● Exercise objective:
Show each line from the records below in which the word "CaveMut" occurs.

(Beginning of Records supplied)

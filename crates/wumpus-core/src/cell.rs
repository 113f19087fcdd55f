use core::fmt;

#[cfg(feature = "serde")]
use serde::{Deserialize, Serialize};

/// A 1-indexed grid coordinate.
///
/// Cells carry no identity beyond their coordinates. `Ord` is column-major
/// (`x` first, then `y`), which is the scan order every full-grid pass uses.
#[derive(Debug, Clone, Copy, PartialEq, Eq, PartialOrd, Ord, Hash)]
#[cfg_attr(feature = "serde", derive(Serialize, Deserialize))]
pub struct Cell {
    pub x: i32,
    pub y: i32,
}

impl Cell {
    pub const fn new(x: i32, y: i32) -> Self {
        Self { x, y }
    }

    pub fn manhattan(self, other: Cell) -> u32 {
        ((self.x - other.x).abs() + (self.y - other.y).abs()) as u32
    }

    pub fn step(self, direction: Direction) -> Cell {
        let (dx, dy) = direction.offset();
        Cell::new(self.x + dx, self.y + dy)
    }

    pub fn is_adjacent(self, other: Cell) -> bool {
        self.manhattan(other) == 1
    }

    /// Direction of travel from `self` to an adjacent `other`.
    pub fn direction_to(self, other: Cell) -> Option<Direction> {
        Direction::ALL
            .into_iter()
            .find(|&direction| self.step(direction) == other)
    }
}

impl fmt::Display for Cell {
    fn fmt(&self, f: &mut fmt::Formatter<'_>) -> fmt::Result {
        write!(f, "({},{})", self.x, self.y)
    }
}

/// Cardinal facing. `Up` increases `y`.
#[derive(Debug, Clone, Copy, PartialEq, Eq, PartialOrd, Ord, Hash, Default)]
#[cfg_attr(feature = "serde", derive(Serialize, Deserialize))]
pub enum Direction {
    #[default]
    Right,
    Left,
    Up,
    Down,
}

impl Direction {
    /// Fixed order for determinism: Right, Left, Up, Down.
    pub const ALL: [Direction; 4] = [
        Direction::Right,
        Direction::Left,
        Direction::Up,
        Direction::Down,
    ];

    pub fn offset(self) -> (i32, i32) {
        match self {
            Direction::Right => (1, 0),
            Direction::Left => (-1, 0),
            Direction::Up => (0, 1),
            Direction::Down => (0, -1),
        }
    }
}

impl fmt::Display for Direction {
    fn fmt(&self, f: &mut fmt::Formatter<'_>) -> fmt::Result {
        let name = match self {
            Direction::Right => "right",
            Direction::Left => "left",
            Direction::Up => "up",
            Direction::Down => "down",
        };
        f.write_str(name)
    }
}

/// Grid extent: cells `[1, width] x [1, height]`.
#[derive(Debug, Clone, Copy, PartialEq, Eq, Hash)]
#[cfg_attr(feature = "serde", derive(Serialize, Deserialize))]
pub struct Bounds {
    pub width: i32,
    pub height: i32,
}

impl Bounds {
    pub const fn new(width: i32, height: i32) -> Self {
        Self { width, height }
    }

    pub fn contains(&self, cell: Cell) -> bool {
        cell.x >= 1 && cell.y >= 1 && cell.x <= self.width && cell.y <= self.height
    }

    /// True when the cell sits on any edge of the grid.
    pub fn on_edge(&self, cell: Cell) -> bool {
        cell.x == 1 || cell.y == 1 || cell.x == self.width || cell.y == self.height
    }

    pub fn len(&self) -> usize {
        (self.width.max(0) as usize) * (self.height.max(0) as usize)
    }

    pub fn is_empty(&self) -> bool {
        self.len() == 0
    }

    /// In-bounds 4-neighbours in `Direction::ALL` order.
    pub fn neighbors(&self, cell: Cell) -> impl Iterator<Item = Cell> + '_ {
        Direction::ALL
            .into_iter()
            .map(move |direction| cell.step(direction))
            .filter(move |&n| self.contains(n))
    }

    /// Every cell, `x` outer and `y` inner.
    pub fn cells(&self) -> impl Iterator<Item = Cell> {
        let (width, height) = (self.width, self.height);
        (1..=width).flat_map(move |x| (1..=height).map(move |y| Cell::new(x, y)))
    }

    /// Row-major slot for dense per-cell tables.
    pub fn index(&self, cell: Cell) -> Option<usize> {
        if !self.contains(cell) {
            return None;
        }
        Some(((cell.y - 1) * self.width + (cell.x - 1)) as usize)
    }

    pub fn cell_at(&self, index: usize) -> Cell {
        let index = index as i32;
        Cell::new(index % self.width + 1, index / self.width + 1)
    }
}
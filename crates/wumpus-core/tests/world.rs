use wumpus_core::{Bounds, CaveMut, CaveView, Cell, Content, Direction, World, WorldError};

#[test]
fn neighbors_stay_in_bounds_and_keep_fixed_order() {
    let bounds = Bounds::new(4, 4);

    let corner: Vec<Cell> = bounds.neighbors(Cell::new(1, 1)).collect();
    assert_eq!(corner, vec![Cell::new(2, 1), Cell::new(1, 2)]);

    let middle: Vec<Cell> = bounds.neighbors(Cell::new(2, 2)).collect();
    assert_eq!(
        middle,
        vec![
            Cell::new(3, 2),
            Cell::new(1, 2),
            Cell::new(2, 3),
            Cell::new(2, 1)
        ]
    );
}

#[test]
fn cells_scan_every_coordinate_once() {
    let bounds = Bounds::new(3, 2);
    let cells: Vec<Cell> = bounds.cells().collect();
    assert_eq!(cells.len(), bounds.len());
    assert_eq!(cells.first().copied(), Some(Cell::new(1, 1)));
    assert_eq!(cells.last().copied(), Some(Cell::new(3, 2)));

    for (i, cell) in cells.iter().enumerate() {
        let idx = bounds.index(*cell).expect("in bounds");
        assert_eq!(bounds.cell_at(idx), *cell, "slot {i}");
    }
    assert_eq!(bounds.index(Cell::new(0, 1)), None);
}

#[test]
fn direction_to_matches_step() {
    let from = Cell::new(2, 2);
    for direction in Direction::ALL {
        assert_eq!(from.direction_to(from.step(direction)), Some(direction));
    }
    assert_eq!(from.direction_to(Cell::new(3, 3)), None);
}

#[test]
fn build_rejects_out_of_bounds_goal() {
    let err = World::builder(2, 2)
        .start(Cell::new(1, 1))
        .goal(Cell::new(3, 1))
        .build()
        .unwrap_err();
    assert_eq!(err, WorldError::GoalOutOfBounds(Cell::new(3, 1)));
}

#[test]
fn build_rejects_missing_start_and_empty_grid() {
    let err = World::builder(2, 2).goal(Cell::new(2, 2)).build().unwrap_err();
    assert_eq!(err, WorldError::MissingStart);

    let err = World::builder(0, 3)
        .start(Cell::new(1, 1))
        .goal(Cell::new(1, 1))
        .build()
        .unwrap_err();
    assert!(matches!(err, WorldError::Empty { .. }));
}

#[test]
fn derived_percepts_surround_hazards() {
    let world = World::builder(3, 3)
        .start(Cell::new(1, 1))
        .goal(Cell::new(3, 3))
        .pit(Cell::new(2, 2))
        .wumpus(Cell::new(3, 1))
        .derive_percepts(true)
        .build()
        .expect("valid world");

    assert!(world.content_at(Cell::new(2, 1)).contains(Content::Breeze));
    assert!(world.content_at(Cell::new(2, 1)).contains(Content::Stench));
    assert!(world.content_at(Cell::new(1, 2)).contains(Content::Breeze));
    assert!(!world.content_at(Cell::new(1, 1)).contains(Content::Breeze));
    assert!(world.content_at(Cell::new(2, 2)).contains(Content::Pit));
    assert!(world.content_at(Cell::new(1, 1)).is_empty());
}

#[test]
fn agent_position_is_owned_by_world_and_resettable() {
    let mut world = World::builder(2, 2)
        .start(Cell::new(1, 1))
        .goal(Cell::new(2, 2))
        .build()
        .expect("valid world");

    assert_eq!(world.agent_position(), Cell::new(1, 1));
    world.set_agent_position(Cell::new(2, 1));
    assert_eq!(world.agent_position(), Cell::new(2, 1));
    world.reset();
    assert_eq!(world.agent_position(), world.start());
}
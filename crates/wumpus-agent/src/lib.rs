//! The exploring agent.
//!
//! [`Explorer`] runs one attempt against a [`wumpus_core::CaveMut`] world:
//! it perceives only the cell it stands on, feeds the percepts to its
//! knowledge base, lets the deducer draw conclusions and plans over cells it
//! has certified safe. [`Expedition`] repeats attempts after a death, with a
//! fresh or inherited knowledge base.

#![cfg_attr(docsrs, feature(doc_cfg))]
#![forbid(unsafe_code)]

pub mod config;
pub mod controller;
pub mod expedition;

pub use config::{AgentConfig, DangerWeights};
pub use controller::{AttemptReport, Explorer, Outcome, Phase, ShotOutcome};
pub use expedition::{Expedition, ExpeditionConfig, ExpeditionReport, KnowledgePolicy};
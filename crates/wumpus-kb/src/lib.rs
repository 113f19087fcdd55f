//! Typed TELL/ASK knowledge base and the hazard deduction engine that feeds it.

#![cfg_attr(docsrs, feature(doc_cfg))]
#![forbid(unsafe_code)]

pub mod deduce;
pub mod fact;
pub mod knowledge;

pub use deduce::{Deduction, HazardDeducer};
pub use fact::{Fact, HazardKind, Percept, Predicate, Provenance};
pub use knowledge::KnowledgeBase;
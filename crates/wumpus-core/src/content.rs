use core::fmt;

#[cfg(feature = "serde")]
use serde::{Deserialize, Serialize};

/// One tag a cave cell can hold.
///
/// Percepts (`Breeze`, `Stench`) are carried as cell contents so that the
/// agent reads everything it can sense through a single per-cell lookup.
#[derive(Debug, Clone, Copy, PartialEq, Eq, PartialOrd, Ord, Hash)]
#[cfg_attr(feature = "serde", derive(Serialize, Deserialize))]
pub enum Content {
    Breeze,
    Stench,
    Gold,
    Pit,
    Wumpus,
}

impl Content {
    /// Perception order: percepts, then reward, then hazards.
    pub const ALL: [Content; 5] = [
        Content::Breeze,
        Content::Stench,
        Content::Gold,
        Content::Pit,
        Content::Wumpus,
    ];

    fn bit(self) -> u8 {
        1 << (self as u8)
    }
}

impl fmt::Display for Content {
    fn fmt(&self, f: &mut fmt::Formatter<'_>) -> fmt::Result {
        let name = match self {
            Content::Breeze => "breeze",
            Content::Stench => "stench",
            Content::Gold => "gold",
            Content::Pit => "pit",
            Content::Wumpus => "wumpus",
        };
        f.write_str(name)
    }
}

/// Set of `Content` tags for one cell.
#[derive(Debug, Clone, Copy, PartialEq, Eq, Hash, Default)]
#[cfg_attr(feature = "serde", derive(Serialize, Deserialize))]
pub struct Contents(u8);

impl Contents {
    pub const EMPTY: Contents = Contents(0);

    pub fn contains(self, content: Content) -> bool {
        self.0 & content.bit() != 0
    }

    pub fn insert(&mut self, content: Content) {
        self.0 |= content.bit();
    }

    pub fn with(mut self, content: Content) -> Self {
        self.insert(content);
        self
    }

    pub fn is_empty(self) -> bool {
        self.0 == 0
    }

    pub fn iter(self) -> impl Iterator<Item = Content> {
        Content::ALL.into_iter().filter(move |&c| self.contains(c))
    }
}

impl FromIterator<Content> for Contents {
    fn from_iter<I: IntoIterator<Item = Content>>(iter: I) -> Self {
        iter.into_iter().fold(Contents::EMPTY, Contents::with)
    }
}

(End of Records supplied)

● Solution to the exercise:
use wumpus_core::{Bounds, CaveMut, CaveView, Cell, Content, Direction, World, WorldError};
//! [`Explorer`] runs one attempt against a [`wumpus_core::CaveMut`] world:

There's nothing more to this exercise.